This is a radical rethinking of the nature of consciousness. "The Ego Tunnel", a major work from one of the brightest of the new generation of philosophers of mind, proposes a simple yet radical rethinking of the nature of consciousness and a fascinating and controversial exploration of what it implies. We're used to thinking of the self's relation to the world as a dyad-the inner me as opposed to the outer world. This model assumes that what we're perceiving when we experience the world is actually the world. It's almost impossible to escape a sort of naive realism when you employ this model, since the alternative is that the world outside yourself is a dream. Thomas Metzinger's model, however, based on the increasingly sophisticated and bizarre findings of neuroscience, is different. There is an outside world and an inner, unconscious mind, but we directly perceive neither. Instead, both our outward perceptions and our inward consciousness are a kind of interface, a membrane, between the mind and the world. Everything that we experience is 'a virtual self in a virtual reality'. This idea leads to a number of implications, scientific, ethical and pharmacological. If the interface is not 'real' then why and how did it evolve? How does the mind construct it? What does it mean to manipulate it? Do we still have souls, free will, personal autonomy and moral accountability, and if not, how can we retain institutions that assume all of these things? "The Ego Tunnel" is an indispensable guide to a new era when the science of the mind may displace evolution as the most controversial of the sciences.

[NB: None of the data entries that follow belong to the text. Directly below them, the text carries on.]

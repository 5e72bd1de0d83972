//! Core, mostly non-public data structures for the container.

use crate::error::ContextError;
use std::cell::{Cell, RefCell};
use std::fmt;

/// The unique identifier of a specification within one [`Context`](crate::Context).
///
/// Scopes key their storage off this identifier, never off the label, so an
/// object can be stored in a scope without ever having been named.
#[derive(Debug, Clone, Copy, PartialEq, Eq, Hash, PartialOrd, Ord)]
pub struct ObjectId(pub(crate) u64);

impl ObjectId {
  pub fn as_u64(self) -> u64 {
    self.0
  }
}

impl fmt::Display for ObjectId {
  fn fmt(&self, f: &mut fmt::Formatter<'_>) -> fmt::Result {
    write!(f, "object#{}", self.0)
  }
}

/// A monotonic id source owned by a single context.
#[derive(Debug, Default)]
pub(crate) struct Sequence {
  next: Cell<u64>,
}

impl Sequence {
  pub(crate) fn next_value(&self) -> ObjectId {
    let id = self.next.get();
    self.next.set(id + 1);
    ObjectId(id)
  }

  pub(crate) fn current(&self) -> u64 {
    self.next.get()
  }
}

/// The set of specifications currently being assembled by one context.
#[derive(Debug, Default)]
pub(crate) struct ResolvingStack {
  stack: RefCell<Vec<ObjectId>>,
}

/// An RAII guard to detect and prevent circular dependencies.
///
/// When created, it pushes an id onto the owning context's resolution stack.
/// If the id is already present, the object graph is cyclic and creation
/// fails. When the guard is dropped, the id is popped again.
pub(crate) struct ResolutionGuard<'a> {
  resolving: &'a ResolvingStack,
}

impl<'a> ResolutionGuard<'a> {
  pub(crate) fn new(resolving: &'a ResolvingStack, id: ObjectId) -> Result<Self, ContextError> {
    let mut stack = resolving.stack.borrow_mut();
    if let Some(start) = stack.iter().position(|entry| *entry == id) {
      let mut path = stack[start..].to_vec();
      path.push(id);
      return Err(ContextError::CircularDependency(path));
    }
    stack.push(id);
    Ok(Self { resolving })
  }
}

impl Drop for ResolutionGuard<'_> {
  fn drop(&mut self) {
    self.resolving.stack.borrow_mut().pop();
  }
}

#[cfg(test)]
mod test {
  use super::*;

  #[test]
  fn sequence_is_monotonic() {
    let sequence = Sequence::default();
    assert_eq!(sequence.next_value(), ObjectId(0));
    assert_eq!(sequence.next_value(), ObjectId(1));
    assert_eq!(sequence.current(), 2);
  }

  #[test]
  fn guard_reports_the_cycle_path() {
    let resolving = ResolvingStack::default();
    let _a = ResolutionGuard::new(&resolving, ObjectId(0)).unwrap();
    let _b = ResolutionGuard::new(&resolving, ObjectId(1)).unwrap();

    match ResolutionGuard::new(&resolving, ObjectId(0)) {
      Err(ContextError::CircularDependency(path)) => {
        assert_eq!(path, vec![ObjectId(0), ObjectId(1), ObjectId(0)]);
      }
      other => panic!("expected a cycle, got {:?}", other.map(|_| ())),
    };
  }

  #[test]
  fn guard_pops_on_drop() {
    let resolving = ResolvingStack::default();
    {
      let _guard = ResolutionGuard::new(&resolving, ObjectId(7)).unwrap();
    }
    assert!(ResolutionGuard::new(&resolving, ObjectId(7)).is_ok());
  }
}
use super::de::present_literal;
use serde::Deserialize;

// --- Top Level Fragment ---
#[derive(Debug, Deserialize, PartialEq, Default)]
#[serde(deny_unknown_fields)]
pub struct ConfigFragment {
  #[serde(default)] // A fragment may be empty
  pub objects: Vec<ObjectRaw>,
}

// --- Object Definition ---
#[derive(Debug, Deserialize, PartialEq, Default, Clone)]
#[serde(deny_unknown_fields)]
pub struct ObjectRaw {
  #[serde(default)]
  pub id: Option<String>,
  #[serde(default)]
  pub constructor: Option<String>,
  #[serde(default)]
  pub scope: Option<String>,
  #[serde(default)]
  pub initialization: Option<InitializationRaw>,
  #[serde(default)]
  pub arguments: Vec<PropertyRaw>,
  #[serde(default)]
  pub properties: Vec<PropertyRaw>,
}

#[derive(Debug, Deserialize, PartialEq, Eq, Clone, Copy)]
#[serde(rename_all = "snake_case")]
pub enum InitializationRaw {
  Lazy,
  Eager,
}

// --- Arguments and Properties ---
// Exactly one of `value`, `object` and `array` must be set; that rule is
// checked while parsing so the error can name the property.
#[derive(Debug, Deserialize, PartialEq, Default, Clone)]
#[serde(deny_unknown_fields)]
pub struct PropertyRaw {
  #[serde(default)]
  pub name: Option<String>,
  #[serde(default, deserialize_with = "present_literal")]
  pub value: Option<serde_json::Value>,
  #[serde(default)]
  pub object: Option<ObjectRefRaw>,
  #[serde(default)]
  pub array: Option<Vec<PropertyRaw>>,
}

/// Either the label of an object defined elsewhere or an inline definition.
#[derive(Debug, Deserialize, PartialEq, Clone)]
#[serde(untagged)]
pub enum ObjectRefRaw {
  Label(String),
  Inline(Box<ObjectRaw>),
}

Thomas Metzinger (*1958 in Frankfurt am Main, Germany) is currently Professor of Theoretical Philosophy at the Johannes Gutenberg-Universität Mainz and an Adjunct Fellow at the Frankfurt Institute for Advanced Study.
In 2008 he received a one-year Fellowship at the Wissenschaftskolleg zu Berlin (Berlin Institute for Advanced Study), is past president of the German Cognitive Science Society and was president of the Association for the Scientific Study of Consciousness from 2009 to 2010.
His focus of research lies in analytical philosophy of mind, philosophy of science and philosophical aspects of the neuro- and cognitive sciences as well as connections between ethics, philosophy of mind and anthropology.
In the English language, he has edited two collections on consciousness ("Conscious Experience", Paderborn: mentis & Thorverton, UK: Imprint Academic, 1995; "Neural Correlates of Consciousness", Cambridge, MA: MIT Press, 2000) and one major scientific monograph developing a comprehensive, interdisciplinary theory about consciousness, the phenomenal self, and the first-person perspective ("Being No One - The Self-Model Theory of Subjectivity", Cambridge, MA: MIT Press, 2003).
In 2009, he published a popular book, which addresses a wider audience and also discusses the ethical, cultural and social consequences of consciousness research ("The Ego Tunnel - The Science of the Mind and the Myth of the Self", New York: Basic Books).